Food Habits and Reproductive Biology of the Pacific Island Boas (Candoia)

Abstract
Dissection of >400 preserved museum specimens of the three Candoia species, an Old World boine lineage, provided information on body sizes, body shapes, sexual dimorphism, adult sex ratios, reproductive biology, and food habits. Body shape apparently covaries with habitat use within Candoia: the heavy-bodied C. aspera is terrestrial, the elongate C. bibroni arboreal, and C. carinata intermediate in both respects. Females grow larger than males in all three species, and mature at larger sizes. Cloacal spurs were absent in all female C. carinata, most female C. aspera, and almost half of the female C. bibroni. Where present, spurs were smaller in females than in males. Adult females outnumbered males in collections of C. aspera, but not in the other two species.
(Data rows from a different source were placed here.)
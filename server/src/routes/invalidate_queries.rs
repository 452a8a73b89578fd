use axum::{extract::State, routing::get, Router};

use crate::state::AppState;

use super::time_label;

pub fn router() -> Router<AppState> {
    Router::new().route("/", get(respond))
}

async fn respond(State(state): State<AppState>) -> String {
    state.latency.sleep(1.1).await;
    format!("Response: {}", time_label())
}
Litter sizes were similar among the three species, averaging 15 to 18 young, with larger females producing larger litters. Only about one-third of adult females were reproductive in each species, suggesting that reproduction may not occur every year in every female. Diets were similar among the three species, with smaller snakes eating lizards (mostly skinks) and larger snakes taking a higher proportion of mammalian prey (mostly rats and mice, but occasionally bandicoots). The diets of Candoia are broadly similar to those of other small boid snakes, both boines and pythonines. However, Candoia tends to resemble boines rather than sympatric pythonines in being relatively heavy-bodied, and (perhaps for this reason) has significantly larger litters relative to maternal SVL than do the Australian pythons.